▸ **PROBLEM STATEMENT**: In the data that follows, count the lines where "first" appears, and write only the number.

▸ **SOURCE MATERIAL**:
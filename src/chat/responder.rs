//! Canned reply selection.
//!
//! Questions are routed by plain substring matching against an ordered
//! keyword table. Categories are tried in [`ResponseCategory::ALL`] order and
//! the first one with a matching keyword wins, so a question mentioning both
//! symptoms and treatment gets the symptoms answer.

use serde::Serialize;

/// Greeting seeded into every fresh message log.
pub const GREETING: &str = "Hello! I'm your KidneyScan AI assistant. How can I help you with \
                            kidney cancer detection and information today?";

/// Reply used when no keyword category matches.
pub const FALLBACK_RESPONSE: &str = "That's a great question. To give you the most accurate \
     information for your specific situation, I'd recommend consulting with a healthcare \
     professional. Would you like me to provide general information about kidney cancer \
     detection or screening options?";

/// Topic a question was routed to.
#[derive(Debug, Clone, Copy, PartialEq, Eq, Hash, Serialize)]
#[serde(rename_all = "snake_case")]
pub enum ResponseCategory {
    /// Signs and symptoms.
    Symptoms,
    /// Treatment options.
    Treatment,
    /// Risk factors and causes.
    RiskFactors,
    /// Reliability of the detection model.
    Accuracy,
    /// How screening works.
    Screening,
}

impl ResponseCategory {
    /// Every category, in match priority order.
    pub const ALL: [Self; 5] = [
        Self::Symptoms,
        Self::Treatment,
        Self::RiskFactors,
        Self::Accuracy,
        Self::Screening,
    ];

    /// Lowercase keywords that route a question to this category.
    #[must_use]
    pub fn keywords(self) -> &'static [&'static str] {
        match self {
            Self::Symptoms => &["symptom", "sign"],
            Self::Treatment => &["treatment", "therapy"],
            Self::RiskFactors => &["risk", "cause"],
            Self::Accuracy => &["accuracy", "accurate", "reliable", "detection"],
            Self::Screening => &["test", "scan", "screening"],
        }
    }

    /// Canned reply for this category.
    #[must_use]
    pub fn response(self) -> &'static str {
        match self {
            Self::Symptoms => {
                "Common symptoms of kidney cancer may include blood in urine, pain in your side \
                 that doesn't go away, loss of appetite, unexplained weight loss, and fatigue. \
                 However, many people with kidney cancer don't have obvious symptoms, especially \
                 in early stages."
            }
            Self::Treatment => {
                "Kidney cancer treatment options depend on the stage and type, but may include \
                 surgery, targeted therapy, immunotherapy, radiation therapy, or chemotherapy. \
                 Your healthcare provider will recommend the best approach based on your \
                 specific situation."
            }
            Self::RiskFactors => {
                "Risk factors for kidney cancer include smoking, obesity, high blood pressure, \
                 family history of kidney cancer, certain genetic conditions, long-term dialysis, \
                 and workplace exposure to specific chemicals."
            }
            Self::Accuracy => {
                "Our KidneyScan AI detection technology has demonstrated over 95% accuracy in \
                 clinical studies for detecting kidney tumors. However, it's designed as a \
                 preliminary screening tool and should be followed up with consultation from \
                 healthcare professionals."
            }
            Self::Screening => {
                "Our kidney cancer screening uses AI to analyze images of your kidneys. You can \
                 upload images from CT scans, MRIs, or ultrasounds for analysis. The process is \
                 non-invasive and provides quick preliminary results."
            }
        }
    }

    /// Stable name used in logs.
    #[must_use]
    pub fn as_str(self) -> &'static str {
        match self {
            Self::Symptoms => "symptoms",
            Self::Treatment => "treatment",
            Self::RiskFactors => "risk_factors",
            Self::Accuracy => "accuracy",
            Self::Screening => "screening",
        }
    }

    fn matches(self, lowered: &str) -> bool {
        self.keywords().iter().any(|keyword| lowered.contains(keyword))
    }
}

/// Route a question to the first category whose keywords it contains.
#[must_use]
pub fn classify(question: &str) -> Option<ResponseCategory> {
    let lowered = question.to_lowercase();
    ResponseCategory::ALL
        .into_iter()
        .find(|category| category.matches(&lowered))
}

/// Pick the canned reply for a question.
///
/// Total over all inputs: anything that matches no category gets
/// [`FALLBACK_RESPONSE`].
#[must_use]
pub fn select_response(question: &str) -> &'static str {
    classify(question).map_or(FALLBACK_RESPONSE, ResponseCategory::response)
}

#[cfg(test)]
mod tests {
    use super::*;

    #[test]
    fn test_reference_questions() {
        assert_eq!(
            select_response("What are the symptoms?"),
            ResponseCategory::Symptoms.response()
        );
        assert_eq!(
            select_response("What treatment is available?"),
            ResponseCategory::Treatment.response()
        );
        assert_eq!(
            select_response("Is this accurate?"),
            ResponseCategory::Accuracy.response()
        );
        assert_eq!(
            select_response("Tell me about kidney stones history"),
            FALLBACK_RESPONSE
        );
    }

    #[test]
    fn test_symptoms_take_priority() {
        let question = "Which therapy helps with these symptoms?";
        assert_eq!(classify(question), Some(ResponseCategory::Symptoms));
        assert_eq!(select_response(question), ResponseCategory::Symptoms.response());
    }

    #[test]
    fn test_earlier_category_wins_over_later() {
        // "risk" (priority 3) beats "scan" (priority 5).
        assert_eq!(
            classify("Is a scan worth the risk?"),
            Some(ResponseCategory::RiskFactors)
        );
        // "detection" (priority 4) beats "screening" (priority 5).
        assert_eq!(
            classify("early detection through screening"),
            Some(ResponseCategory::Accuracy)
        );
    }

    #[test]
    fn test_matching_ignores_case() {
        assert_eq!(classify("SIGNS OF CANCER"), Some(ResponseCategory::Symptoms));
        assert_eq!(classify("Is It Reliable"), Some(ResponseCategory::Accuracy));
        assert_eq!(classify("What CAUSES it"), Some(ResponseCategory::RiskFactors));
    }

    #[test]
    fn test_keywords_match_inside_words() {
        assert_eq!(classify("immunotherapy"), Some(ResponseCategory::Treatment));
        assert_eq!(classify("CT scanning"), Some(ResponseCategory::Screening));
        assert_eq!(classify("blood tests"), Some(ResponseCategory::Screening));
    }

    #[test]
    fn test_every_category_is_reachable() {
        for category in ResponseCategory::ALL {
            for keyword in category.keywords() {
                let question = format!("tell me about {keyword}");
                let routed = classify(&question).expect("keyword should match");
                // A keyword may also hit a higher-priority category, never a lower one.
                let routed_rank = ResponseCategory::ALL.iter().position(|c| *c == routed);
                let own_rank = ResponseCategory::ALL.iter().position(|c| *c == category);
                assert!(routed_rank <= own_rank, "{keyword} routed to {routed:?}");
            }
        }
    }

    #[test]
    fn test_responses_never_empty() {
        for question in ["a", "?", "kidney", "héllo wörld", "SYMPTOM", "   x   "] {
            assert!(!select_response(question).is_empty());
        }
        for category in ResponseCategory::ALL {
            assert!(!category.response().is_empty());
        }
        assert!(!FALLBACK_RESPONSE.is_empty());
    }

    #[test]
    fn test_unmatched_question_has_no_category() {
        assert_eq!(classify("hello there"), None);
    }
}
//! Active-entry detection and mobile menu state.

use serde::{Deserialize, Serialize};

use super::{NAV_ITEMS, NavItem, find_item};

/// Visibility of the collapsible mobile menu.
#[derive(Debug, Clone, Copy, Default, PartialEq, Eq, Serialize, Deserialize)]
#[serde(rename_all = "lowercase")]
pub enum MenuState {
    /// Menu hidden.
    #[default]
    Closed,
    /// Menu expanded.
    Open,
}

impl MenuState {
    /// The state a toggle press leads to.
    #[must_use]
    pub fn toggled(self) -> Self {
        match self {
            Self::Closed => Self::Open,
            Self::Open => Self::Closed,
        }
    }

    /// Whether the menu is visible.
    #[must_use]
    pub fn is_open(self) -> bool {
        self == Self::Open
    }

    /// Query-string value for this state.
    #[must_use]
    pub fn as_str(self) -> &'static str {
        match self {
            Self::Closed => "closed",
            Self::Open => "open",
        }
    }
}

/// Navbar state for one render: where we are and whether the menu is open.
#[derive(Debug, Clone, Default, PartialEq, Eq)]
pub struct NavController {
    current_path: String,
    menu: MenuState,
}

impl NavController {
    /// Controller for `current_path` with the menu closed.
    #[must_use]
    pub fn new(current_path: impl Into<String>) -> Self {
        Self {
            current_path: current_path.into(),
            menu: MenuState::Closed,
        }
    }

    /// Set the menu state explicitly.
    #[must_use]
    pub fn with_menu(mut self, menu: MenuState) -> Self {
        self.menu = menu;
        self
    }

    /// Current location path.
    #[must_use]
    pub fn current_path(&self) -> &str {
        &self.current_path
    }

    /// Current menu state.
    #[must_use]
    pub fn menu(&self) -> MenuState {
        self.menu
    }

    /// The highlighted entry, if the current path is a nav destination.
    #[must_use]
    pub fn active_item(&self) -> Option<&'static NavItem> {
        find_item(&self.current_path)
    }

    /// Whether `item` should be highlighted.
    #[must_use]
    pub fn is_active(&self, item: &NavItem) -> bool {
        item.is_active(&self.current_path)
    }

    /// Every nav item paired with its highlight flag.
    pub fn items(&self) -> impl Iterator<Item = (&'static NavItem, bool)> + '_ {
        NAV_ITEMS.iter().map(move |item| (item, self.is_active(item)))
    }

    /// Menu button press.
    pub fn toggle_menu(&mut self) {
        self.menu = self.menu.toggled();
    }

    /// A nav link was followed: move to `path` and collapse the menu.
    pub fn activate(&mut self, path: impl Into<String>) {
        self.current_path = path.into();
        self.menu = MenuState::Closed;
    }
}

▸ **RESULT BELOW**: 2